Records contained in a dataset:
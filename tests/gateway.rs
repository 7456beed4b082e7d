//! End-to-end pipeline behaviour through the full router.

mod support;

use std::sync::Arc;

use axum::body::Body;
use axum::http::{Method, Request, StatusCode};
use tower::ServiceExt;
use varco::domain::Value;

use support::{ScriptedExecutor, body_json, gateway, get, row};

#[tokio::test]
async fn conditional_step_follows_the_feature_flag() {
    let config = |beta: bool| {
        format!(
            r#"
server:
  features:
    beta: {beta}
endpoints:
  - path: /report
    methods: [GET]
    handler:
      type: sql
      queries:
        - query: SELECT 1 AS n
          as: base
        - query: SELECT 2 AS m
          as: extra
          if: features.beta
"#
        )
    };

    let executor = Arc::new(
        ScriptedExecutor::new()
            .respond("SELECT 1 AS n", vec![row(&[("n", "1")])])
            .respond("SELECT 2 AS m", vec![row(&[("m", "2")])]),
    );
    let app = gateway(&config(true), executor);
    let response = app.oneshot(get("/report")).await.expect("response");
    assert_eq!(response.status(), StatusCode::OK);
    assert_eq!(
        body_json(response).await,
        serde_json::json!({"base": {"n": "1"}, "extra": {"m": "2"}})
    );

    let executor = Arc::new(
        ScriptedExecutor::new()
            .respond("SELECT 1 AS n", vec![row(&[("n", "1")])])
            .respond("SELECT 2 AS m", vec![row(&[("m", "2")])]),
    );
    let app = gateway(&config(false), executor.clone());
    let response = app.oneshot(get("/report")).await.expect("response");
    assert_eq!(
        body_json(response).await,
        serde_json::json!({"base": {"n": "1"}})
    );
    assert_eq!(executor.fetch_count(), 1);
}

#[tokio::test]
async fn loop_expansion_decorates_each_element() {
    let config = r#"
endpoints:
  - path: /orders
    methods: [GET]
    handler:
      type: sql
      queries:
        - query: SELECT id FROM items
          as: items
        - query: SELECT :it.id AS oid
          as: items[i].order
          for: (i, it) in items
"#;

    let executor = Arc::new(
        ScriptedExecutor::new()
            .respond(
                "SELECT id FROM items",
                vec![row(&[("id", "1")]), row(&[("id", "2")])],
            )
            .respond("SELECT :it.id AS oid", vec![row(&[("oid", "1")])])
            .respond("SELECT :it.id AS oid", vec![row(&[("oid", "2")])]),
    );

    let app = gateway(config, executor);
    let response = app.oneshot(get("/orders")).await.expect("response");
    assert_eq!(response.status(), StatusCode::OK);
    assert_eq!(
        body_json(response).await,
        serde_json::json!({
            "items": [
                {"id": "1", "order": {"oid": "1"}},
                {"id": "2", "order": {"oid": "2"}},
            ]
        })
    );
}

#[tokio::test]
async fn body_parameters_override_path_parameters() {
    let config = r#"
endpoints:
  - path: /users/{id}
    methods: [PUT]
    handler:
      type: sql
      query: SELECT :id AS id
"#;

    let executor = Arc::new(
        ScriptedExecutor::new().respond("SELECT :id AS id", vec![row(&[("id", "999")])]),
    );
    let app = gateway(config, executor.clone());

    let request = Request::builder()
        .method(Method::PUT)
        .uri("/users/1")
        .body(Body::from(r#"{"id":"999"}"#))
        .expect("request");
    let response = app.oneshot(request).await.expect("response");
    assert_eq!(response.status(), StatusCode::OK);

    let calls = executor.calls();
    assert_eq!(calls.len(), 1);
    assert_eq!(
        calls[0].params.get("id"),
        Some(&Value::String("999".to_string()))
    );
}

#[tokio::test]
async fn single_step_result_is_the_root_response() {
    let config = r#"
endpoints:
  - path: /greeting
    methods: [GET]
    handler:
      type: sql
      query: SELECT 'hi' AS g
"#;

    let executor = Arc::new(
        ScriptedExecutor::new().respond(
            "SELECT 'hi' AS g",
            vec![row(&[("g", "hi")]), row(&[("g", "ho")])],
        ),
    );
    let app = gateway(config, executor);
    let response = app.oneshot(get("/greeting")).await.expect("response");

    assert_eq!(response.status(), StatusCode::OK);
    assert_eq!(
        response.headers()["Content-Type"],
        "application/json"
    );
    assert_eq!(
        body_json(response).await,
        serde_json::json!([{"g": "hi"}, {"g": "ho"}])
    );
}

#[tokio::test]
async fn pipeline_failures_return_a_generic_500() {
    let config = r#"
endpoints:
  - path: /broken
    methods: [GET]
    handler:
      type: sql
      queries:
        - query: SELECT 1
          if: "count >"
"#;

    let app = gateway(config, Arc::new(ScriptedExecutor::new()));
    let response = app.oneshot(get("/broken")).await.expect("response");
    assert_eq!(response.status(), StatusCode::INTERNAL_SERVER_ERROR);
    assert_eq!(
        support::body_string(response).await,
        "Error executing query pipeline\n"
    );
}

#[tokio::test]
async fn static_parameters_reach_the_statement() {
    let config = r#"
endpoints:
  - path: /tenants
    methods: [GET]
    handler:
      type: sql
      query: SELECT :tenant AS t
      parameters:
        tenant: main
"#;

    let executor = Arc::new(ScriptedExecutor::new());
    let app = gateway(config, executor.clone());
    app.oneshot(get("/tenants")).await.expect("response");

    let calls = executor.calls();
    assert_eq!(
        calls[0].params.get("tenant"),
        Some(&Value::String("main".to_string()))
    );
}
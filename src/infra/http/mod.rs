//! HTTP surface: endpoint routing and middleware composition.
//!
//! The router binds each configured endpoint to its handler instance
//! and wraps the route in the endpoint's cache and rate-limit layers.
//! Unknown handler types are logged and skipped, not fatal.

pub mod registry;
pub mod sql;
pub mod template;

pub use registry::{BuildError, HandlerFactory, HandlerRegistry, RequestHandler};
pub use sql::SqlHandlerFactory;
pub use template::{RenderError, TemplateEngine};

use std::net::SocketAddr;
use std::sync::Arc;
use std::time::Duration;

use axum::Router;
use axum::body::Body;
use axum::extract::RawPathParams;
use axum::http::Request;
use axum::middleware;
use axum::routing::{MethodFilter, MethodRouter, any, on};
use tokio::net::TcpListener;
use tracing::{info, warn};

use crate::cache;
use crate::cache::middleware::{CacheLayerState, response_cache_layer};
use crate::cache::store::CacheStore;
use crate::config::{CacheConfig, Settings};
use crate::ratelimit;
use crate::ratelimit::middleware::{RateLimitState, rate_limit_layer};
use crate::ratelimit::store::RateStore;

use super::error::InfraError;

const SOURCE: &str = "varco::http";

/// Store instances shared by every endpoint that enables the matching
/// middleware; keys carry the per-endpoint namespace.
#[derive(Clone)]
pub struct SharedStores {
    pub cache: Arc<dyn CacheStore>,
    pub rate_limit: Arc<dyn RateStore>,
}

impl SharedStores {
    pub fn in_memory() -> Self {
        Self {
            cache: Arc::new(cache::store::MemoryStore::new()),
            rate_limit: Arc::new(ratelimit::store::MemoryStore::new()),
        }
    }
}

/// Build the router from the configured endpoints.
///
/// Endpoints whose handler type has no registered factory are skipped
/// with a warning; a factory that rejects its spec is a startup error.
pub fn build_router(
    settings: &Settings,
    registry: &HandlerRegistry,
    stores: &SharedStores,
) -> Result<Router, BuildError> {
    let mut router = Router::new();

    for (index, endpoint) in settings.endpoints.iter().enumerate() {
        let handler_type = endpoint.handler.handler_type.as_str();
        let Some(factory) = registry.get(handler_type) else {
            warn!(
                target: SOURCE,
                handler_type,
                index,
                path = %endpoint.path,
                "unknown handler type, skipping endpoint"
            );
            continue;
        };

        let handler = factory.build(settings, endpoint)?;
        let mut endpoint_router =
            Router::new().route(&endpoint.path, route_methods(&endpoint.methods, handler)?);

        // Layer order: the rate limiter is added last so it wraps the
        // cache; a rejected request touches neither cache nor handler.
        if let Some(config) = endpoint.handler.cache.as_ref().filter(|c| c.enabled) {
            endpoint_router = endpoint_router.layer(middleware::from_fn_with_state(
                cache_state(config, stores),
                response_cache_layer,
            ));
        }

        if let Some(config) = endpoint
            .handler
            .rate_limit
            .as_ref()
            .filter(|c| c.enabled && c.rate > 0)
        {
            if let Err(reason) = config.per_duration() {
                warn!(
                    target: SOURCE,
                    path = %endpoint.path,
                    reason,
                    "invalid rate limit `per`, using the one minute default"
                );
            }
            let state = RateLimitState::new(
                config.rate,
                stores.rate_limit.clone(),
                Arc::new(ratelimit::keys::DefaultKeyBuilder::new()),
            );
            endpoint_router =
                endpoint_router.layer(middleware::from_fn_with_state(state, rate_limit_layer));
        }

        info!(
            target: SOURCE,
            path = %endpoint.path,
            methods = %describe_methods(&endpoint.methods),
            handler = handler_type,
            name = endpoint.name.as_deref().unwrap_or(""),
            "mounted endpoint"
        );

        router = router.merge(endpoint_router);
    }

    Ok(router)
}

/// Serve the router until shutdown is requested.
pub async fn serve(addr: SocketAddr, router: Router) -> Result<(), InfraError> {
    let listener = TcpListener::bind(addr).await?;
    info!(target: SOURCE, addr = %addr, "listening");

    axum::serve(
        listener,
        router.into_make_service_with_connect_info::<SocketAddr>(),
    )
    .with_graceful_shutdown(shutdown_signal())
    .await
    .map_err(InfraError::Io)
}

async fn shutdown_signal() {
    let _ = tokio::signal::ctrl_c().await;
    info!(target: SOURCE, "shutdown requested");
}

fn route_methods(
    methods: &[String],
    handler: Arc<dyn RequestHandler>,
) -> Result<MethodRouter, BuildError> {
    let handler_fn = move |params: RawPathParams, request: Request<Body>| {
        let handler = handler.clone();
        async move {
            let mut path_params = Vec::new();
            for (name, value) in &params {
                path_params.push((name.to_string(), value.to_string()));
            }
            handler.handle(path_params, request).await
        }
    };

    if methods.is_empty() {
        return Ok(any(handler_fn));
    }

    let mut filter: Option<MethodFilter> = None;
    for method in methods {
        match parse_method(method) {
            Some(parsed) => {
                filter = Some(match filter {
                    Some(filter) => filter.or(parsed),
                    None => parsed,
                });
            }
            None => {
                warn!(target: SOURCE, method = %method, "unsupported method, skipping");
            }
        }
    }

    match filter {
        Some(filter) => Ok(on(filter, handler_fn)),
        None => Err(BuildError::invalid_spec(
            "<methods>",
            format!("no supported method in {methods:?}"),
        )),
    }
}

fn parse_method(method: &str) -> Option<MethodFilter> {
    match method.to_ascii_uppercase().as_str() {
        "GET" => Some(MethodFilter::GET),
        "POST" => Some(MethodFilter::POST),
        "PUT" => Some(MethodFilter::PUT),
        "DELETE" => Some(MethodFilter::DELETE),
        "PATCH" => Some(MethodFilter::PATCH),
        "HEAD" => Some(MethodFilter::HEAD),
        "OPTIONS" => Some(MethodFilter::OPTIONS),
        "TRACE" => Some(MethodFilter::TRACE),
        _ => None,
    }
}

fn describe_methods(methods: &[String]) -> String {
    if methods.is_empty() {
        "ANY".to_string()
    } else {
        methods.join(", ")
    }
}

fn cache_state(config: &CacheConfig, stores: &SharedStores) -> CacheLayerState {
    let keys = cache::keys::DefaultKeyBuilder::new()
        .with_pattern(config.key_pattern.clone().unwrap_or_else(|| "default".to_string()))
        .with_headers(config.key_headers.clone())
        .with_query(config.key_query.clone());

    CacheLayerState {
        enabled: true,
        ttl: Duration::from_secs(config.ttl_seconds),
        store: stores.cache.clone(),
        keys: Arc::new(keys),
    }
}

Action item: Tell me how many lines in the entries contain the string "gateway", and give nothing besides that number.

Exercise solution: 9